Now, we define the reward and transition functions. As the name of the environment suggests, we want the reward and transition probabilities to be a random linear (affine indeed) function of the mean-field, that is given the mean field \(L\), the reward and transition probabilities should be equal to \(M_1 \times L + M_2\) for some randomly generated matrices \(M_1, M_2\). We generate different pairs of matrices for reward and transition functions.

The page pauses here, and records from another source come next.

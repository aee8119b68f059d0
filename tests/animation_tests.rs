//! Animation Data Tests
//!
//! Tests for:
//! - KeyframeTrack linear/step/cubic interpolation and validation
//! - KeyframeCursor sequential and random access
//! - BoneAnimation bind defaults
//! - AnimationClip tick length and degenerate clips
//! - BoneHierarchy validation
//! - ClipRegistry id assignment and controller lookups

use std::f32::consts::FRAC_PI_3;

use glam::{Quat, Vec3};

use throng::animation::clip::{AnimationClip, BoneAnimation};
use throng::animation::controller::ClipRegistry;
use throng::animation::hierarchy::BoneHierarchy;
use throng::animation::tracks::{InterpolationMode, KeyframeCursor, KeyframeTrack};
use throng::{ClipId, ThrongError};

const EPSILON: f32 = 1e-5;

fn approx(a: f32, b: f32) -> bool {
    (a - b).abs() < EPSILON
}

fn approx_vec3(a: Vec3, b: Vec3) -> bool {
    approx(a.x, b.x) && approx(a.y, b.y) && approx(a.z, b.z)
}

fn bones(count: usize, tick_length: u32) -> Vec<BoneAnimation> {
    (0..count).map(|_| BoneAnimation::new(tick_length)).collect()
}

// ============================================================================
// KeyframeTrack: Linear
// ============================================================================

#[test]
fn track_linear_f32_midpoint() {
    let track =
        KeyframeTrack::new(vec![0.0, 1.0], vec![0.0_f32, 10.0], InterpolationMode::Linear).unwrap();

    let mut cursor = KeyframeCursor::default();
    let val = track.sample_with_cursor(0.5, &mut cursor);
    assert!(approx(val, 5.0), "Expected 5.0, got {val}");
    assert!(approx(track.sample(0.5), 5.0));
}

#[test]
fn track_linear_clamps_outside_range() {
    let track =
        KeyframeTrack::new(vec![0.25, 0.75], vec![10.0_f32, 20.0], InterpolationMode::Linear)
            .unwrap();

    assert!(approx(track.sample(0.0), 10.0), "before first keyframe");
    assert!(approx(track.sample(1.0), 20.0), "after last keyframe");
}

#[test]
fn track_linear_vec3() {
    let track = KeyframeTrack::new(
        vec![0.0, 1.0],
        vec![Vec3::ZERO, Vec3::new(10.0, 20.0, 30.0)],
        InterpolationMode::Linear,
    )
    .unwrap();

    assert!(approx_vec3(track.sample(0.5), Vec3::new(5.0, 10.0, 15.0)));
}

#[test]
fn track_linear_quat_uses_slerp() {
    let track = KeyframeTrack::new(
        vec![0.0, 1.0],
        vec![Quat::IDENTITY, Quat::from_rotation_y(2.0 * FRAC_PI_3)],
        InterpolationMode::Linear,
    )
    .unwrap();

    let mid = track.sample(0.5);
    let expected = Quat::from_rotation_y(FRAC_PI_3);
    assert!(mid.dot(expected).abs() > 1.0 - EPSILON, "Expected 60° about Y, got {mid:?}");
    let quarter = track.sample(0.25);
    let expected = Quat::from_rotation_y(FRAC_PI_3 * 0.5);
    assert!(
        quarter.dot(expected).abs() > 1.0 - EPSILON,
        "Expected 30° about Y, got {quarter:?}"
    );
    assert!(approx(mid.length(), 1.0), "slerp result must stay normalized");
}

// ============================================================================
// KeyframeTrack: Step / Cubic
// ============================================================================

#[test]
fn track_step_holds_previous_value() {
    let track =
        KeyframeTrack::new(vec![0.0, 0.5, 1.0], vec![1.0_f32, 2.0, 3.0], InterpolationMode::Step)
            .unwrap();

    assert!(approx(track.sample(0.49), 1.0));
    assert!(approx(track.sample(0.5), 2.0));
    assert!(approx(track.sample(0.99), 2.0));
}

#[test]
fn track_cubic_passes_through_keyframes() {
    // [in_tangent, value, out_tangent] per keyframe
    let track = KeyframeTrack::new(
        vec![0.0, 1.0],
        vec![0.0_f32, 0.0, 1.0, 1.0, 4.0, 0.0],
        InterpolationMode::CubicSpline,
    )
    .unwrap();

    assert!(approx(track.sample(0.0), 0.0));
    assert!(approx(track.sample(1.0), 4.0));
    let mid = track.sample(0.5);
    assert!(mid > 0.0 && mid < 4.0, "cubic midpoint should lie between values, got {mid}");
}

#[test]
fn track_rejects_invalid_input() {
    assert!(matches!(
        KeyframeTrack::<f32>::new(vec![], vec![], InterpolationMode::Linear),
        Err(ThrongError::InvalidTrack(_))
    ));
    assert!(matches!(
        KeyframeTrack::new(vec![0.0, 1.0], vec![1.0_f32], InterpolationMode::Linear),
        Err(ThrongError::InvalidTrack(_))
    ));
    assert!(matches!(
        KeyframeTrack::new(vec![0.0, 1.0], vec![1.0_f32, 2.0], InterpolationMode::CubicSpline),
        Err(ThrongError::InvalidTrack(_))
    ));
}

// ============================================================================
// KeyframeCursor
// ============================================================================

#[test]
fn cursor_matches_stateless_sampling() {
    let times: Vec<f32> = (0..=20).map(|i| i as f32 / 20.0).collect();
    let values: Vec<f32> = times.iter().map(|t| t * t * 100.0).collect();
    let track = KeyframeTrack::new(times, values, InterpolationMode::Linear).unwrap();

    let mut cursor = KeyframeCursor::default();
    // Forward playback, then a jump back to the start, then a random jump.
    let samples = (0..50).map(|i| i as f32 / 50.0).chain([0.01, 0.93, 0.12]);
    for time in samples {
        let with_cursor = track.sample_with_cursor(time, &mut cursor);
        let stateless = track.sample(time);
        assert!(approx(with_cursor, stateless), "t={time}: {with_cursor} vs {stateless}");
    }
}

// ============================================================================
// BoneAnimation / AnimationClip
// ============================================================================

#[test]
fn bone_animation_defaults_to_bind_pose() {
    let bone = BoneAnimation::new(30);
    let pose = bone.sample(0.7);
    assert_eq!(pose.translation, Vec3::ZERO);
    assert_eq!(pose.rotation, Quat::IDENTITY);
    assert_eq!(pose.scale, Vec3::ONE);
}

#[test]
fn bone_animation_samples_its_tracks() {
    let bone = BoneAnimation::new(30)
        .with_position(
            KeyframeTrack::new(
                vec![0.0, 1.0],
                vec![Vec3::ZERO, Vec3::X * 4.0],
                InterpolationMode::Linear,
            )
            .unwrap(),
        )
        .with_scale(KeyframeTrack::constant(Vec3::splat(2.0)));

    assert!(approx_vec3(bone.interp_position(0.25), Vec3::X));
    assert!(approx_vec3(bone.interp_scale(0.9), Vec3::splat(2.0)));
    assert_eq!(bone.interp_rotation(0.5), Quat::IDENTITY);
}

#[test]
fn clip_tick_length_is_longest_bone() {
    let clip =
        AnimationClip::new("mixed", vec![BoneAnimation::new(40), BoneAnimation::new(90)]).unwrap();
    assert_eq!(clip.tick_length(), 90);
    assert!(approx(clip.duration_seconds(), 1.5));
    assert!(clip.id().is_none(), "unregistered clips have no GPU id");
}

#[test]
fn degenerate_clips_are_rejected() {
    assert_eq!(
        AnimationClip::new("empty", vec![]).unwrap_err(),
        ThrongError::DegenerateClip("empty".into())
    );
    assert!(matches!(
        AnimationClip::new("zero", vec![BoneAnimation::new(10), BoneAnimation::new(0)]),
        Err(ThrongError::DegenerateClip(_))
    ));
}

// ============================================================================
// ClipRegistry
// ============================================================================

#[test]
fn registry_assigns_contiguous_ids_from_one() {
    let mut registry = ClipRegistry::new();
    let hierarchy = BoneHierarchy::new(vec![None, Some(0)]).unwrap();
    let walker = registry
        .register(
            "walker",
            hierarchy.clone(),
            vec![
                AnimationClip::new("idle", bones(2, 30)).unwrap(),
                AnimationClip::new("walk", bones(2, 60)).unwrap(),
            ],
        )
        .unwrap();
    let runner = registry
        .register("runner", hierarchy, vec![AnimationClip::new("run", bones(2, 20)).unwrap()])
        .unwrap();

    let ids: Vec<u32> = walker.animations().iter().map(|c| c.id().raw()).collect();
    assert_eq!(ids, vec![1, 2]);
    assert_eq!(runner.first_animation().unwrap().id(), ClipId::new(3));

    assert_eq!(registry.all_clips().len(), 3);
    assert_eq!(registry.clip(ClipId::new(2)).unwrap().name(), "walk");
    assert!(registry.clip(ClipId::NONE).is_none());
    assert!(registry.controller(walker.key()).is_some());
}

#[test]
fn controller_lookups() {
    let mut registry = ClipRegistry::new();
    let hierarchy = BoneHierarchy::new(vec![None, Some(0), Some(1)]).unwrap();
    let controller = registry
        .register(
            "arm",
            hierarchy,
            vec![
                AnimationClip::new("raise", bones(3, 30)).unwrap(),
                AnimationClip::new("lower", bones(3, 30)).unwrap(),
            ],
        )
        .unwrap();

    assert_eq!(controller.bone_count(), 3);
    assert_eq!(controller.bone_hierarchy_depth(), 3);

    let lower = controller.animation_by_name("lower").unwrap();
    assert_eq!(controller.animation(lower.id()).unwrap().name(), "lower");
    assert!(matches!(
        controller.animation_by_name("wave"),
        Err(ThrongError::AnimationNotFound(_))
    ));
    assert!(!controller.contains(ClipId::new(99)));
    assert!(!controller.contains(ClipId::NONE));
}

#[test]
fn registry_reports_sizing_maxima() {
    let mut registry = ClipRegistry::new();
    assert_eq!(registry.max_bone_count(), 0);
    assert_eq!(registry.max_hierarchy_depth(), 0);

    let chain = BoneHierarchy::new(vec![None, Some(0), Some(1)]).unwrap();
    registry
        .register("chain", chain, vec![AnimationClip::new("sway", bones(3, 30)).unwrap()])
        .unwrap();
    let fan = BoneHierarchy::new(vec![None, Some(0), Some(0), Some(0), Some(0)]).unwrap();
    registry
        .register("fan", fan, vec![AnimationClip::new("spread", bones(5, 30)).unwrap()])
        .unwrap();

    assert_eq!(registry.max_bone_count(), 5, "widest controller wins");
    assert_eq!(registry.max_hierarchy_depth(), 3, "deepest controller wins");

    let mut names: Vec<&str> = registry.controllers().map(|c| c.name()).collect();
    names.sort_unstable();
    assert_eq!(names, vec!["chain", "fan"]);
}

#[test]
fn registry_rejects_bad_controllers() {
    let mut registry = ClipRegistry::new();
    let hierarchy = BoneHierarchy::new(vec![None, Some(0)]).unwrap();

    assert!(matches!(
        registry.register("empty", hierarchy.clone(), vec![]),
        Err(ThrongError::EmptyController(_))
    ));
    assert!(matches!(
        registry.register(
            "mismatch",
            hierarchy,
            vec![AnimationClip::new("one", bones(1, 30)).unwrap()],
        ),
        Err(ThrongError::BoneCountMismatch { expected: 2, actual: 1, .. })
    ));
    assert!(registry.all_clips().is_empty(), "failed registrations must not consume ids");
}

Note that in order for transition probabilities to be well-defined, we apply a softmax function to the output of the affine function. Furthermore, we restrict all the entries of the randomly generated matrices to be in \([-m, m]\). With this constraint, it is fairly straightforward to see that the absolute value of rewards cannot be larger than \(2m\) implying that we should set r_max equal to \(2m\). To get an environment instance, we set m=1. Putting it all together,

from mfg.env import Environment
import torch

n = 5
m = 1

torch.manual_seed(0)
soft_max = torch.nn.Softmax(dim=-1)

r1 = 2 * m * torch.rand(n, n) - m  # M_1 for reward_fn
r2 = 2 * m * torch.rand(n, n) - m  # M_2 for reward_fn

p1 = 2 * m * torch.rand(n, n, n) - m  # M_1 for transition_fn
p2 = 2 * m * torch.rand(n, n, n) - m  # M_2 for transition_fn

user_defined_random_linear = Environment(
    T=4,
    S=(n,),
    A=(n,),
    mu0=torch.ones(n) / n,
    r_max=2 * m,
    reward_fn=lambda env, t, L_t: r1 @ L_t + r2,
    transition_fn=lambda env, t, L_t: softmax(p1 @ L_t + p2),
)

Refer to the MFGLib implementation of Random Linear for an alternative class-based implementation.